The Lying Game by Ruth Ware

Hardcover, 384 pages
Published July 25th 2017 by Gallery/Scout Press (first published June 15th 2017)

From the instant New York Times bestselling author of blockbuster thrillers In a Dark, Dark Wood and The Woman in Cabin 10 comes Ruth Ware’s chilling new novel.

On a cool June morning, a woman is walking her dog in the idyllic coastal village of Salten along a tidal estuary known as the Reach. Before she can stop him, the dog charges into the water to retrieve what first appears to be a wayward stick, but to her horror, turns out to be something much more sinister…

The next morning, three women in and around London—Fatima, Thea, and Isabel—receive the text they had always hoped would NEVER come, from the fourth in their formerly inseparable clique, Kate, that says only, “I need you.”

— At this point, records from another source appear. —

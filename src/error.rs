use thiserror::Error;

use crate::engine::ResultKind;
use crate::frame::PixelFormat;

/// Per-frame failures. Every variant is caught at the frame boundary,
/// logged, and the frame is dropped.
#[derive(Debug, Error)]
pub enum PipelineError {
    #[error("invalid input format: {0}")]
    InvalidInputFormat(FormatViolation),
    #[error("unknown evaluation result type: {kind}")]
    UnknownResultType { kind: ResultKind },
    #[error("frame pixel lock poisoned")]
    LockPoisoned,
    #[error(transparent)]
    Engine(#[from] anyhow::Error),
}

/// Why a frame was rejected by the adapter.
#[derive(Clone, Debug, PartialEq, Eq)]
pub enum FormatViolation {
    UnsupportedPixelFormat(PixelFormat),
    RowStride { bytes_per_row: usize, expected: usize },
    ShortBuffer { len: usize, expected: usize },
    DimensionsOverflow { width: u32, height: u32 },
}

impl std::fmt::Display for FormatViolation {
    fn fmt(&self, f: &mut std::fmt::Formatter<'_>) -> std::fmt::Result {
        match self {
            FormatViolation::UnsupportedPixelFormat(format) => {
                write!(f, "pixel format {} is not packed RGB24", format)
            }
            FormatViolation::RowStride {
                bytes_per_row,
                expected,
            } => write!(
                f,
                "row stride {} bytes, engine requires tight rows of {} bytes",
                bytes_per_row, expected
            ),
            FormatViolation::ShortBuffer { len, expected } => {
                write!(f, "pixel buffer holds {} bytes, expected {}", len, expected)
            }
            FormatViolation::DimensionsOverflow { width, height } => {
                write!(f, "frame dimensions {}x{} overflow", width, height)
            }
        }
    }
}

impl PipelineError {
    pub(crate) fn invalid(violation: FormatViolation) -> Self {
        PipelineError::InvalidInputFormat(violation)
    }
}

The four girls were best friends at Salten, a second rate boarding school set near the cliffs of the English Channel. Each different in their own way, the four became inseparable and were notorious for playing the Lying Game, telling lies at every turn to both fellow boarders and faculty, with varying states of serious and flippant nature that were disturbing enough to ensure that everyone steered clear of them. The myriad and complicated rules of the game are strict: no lying to each other—ever. Bail on the lie when it becomes clear it is about to be found out. But their little game had consequences, and the girls were all expelled in their final year of school under mysterious circumstances surrounding the death of the school’s eccentric art teacher, Ambrose (who also happens to be Kate’s father).

Atmospheric, twisty, and with just the right amount of chill that will keep you wrong-footed—which has now become Ruth Ware’s signature style—The Lying Game is sure to be her next big bestseller. Another unputdownable thriller from the Agatha Christie of our time.

 

“…years on, people round here still use your names as a kind of salacious cautionary tale…”

It’s rare that I stumble upon a read as gripping and as raw as this one was. And, it was not an outright or vulgar kind of raw—no, that wouldn’t really be the English way, now would it?—but Ruth Ware’s The Lying Game was something arguably so much better, because it didn’t lean on outright shock, melodrama and over-the-top confrontations. No, here the rawness is in the imagery, a true reader’s delight, because it pulled at the senses and plucked at our moral strings in unpredictable ways, in ways that were altogether unexpected when I picked up this novel.

Here, the reader will peep behind the closed doors of a partially secluded English home at the edge of a reach, a place where the water laps at the very door of the home in high tide just as danger and uncertainty laps at their feet from the moment they receive Kate’s SOS text: I need you. Once a place of refuge and harbor, the Reach has turned into a silent stomping ground for their greatest fears and will forever be a magnet of both dread and longing for each of the women in this sisterhood. Kate, Thea, Fatima and Isa share a secret that bonds them together tighter than blood ever could. And it starts and ends with the Reach.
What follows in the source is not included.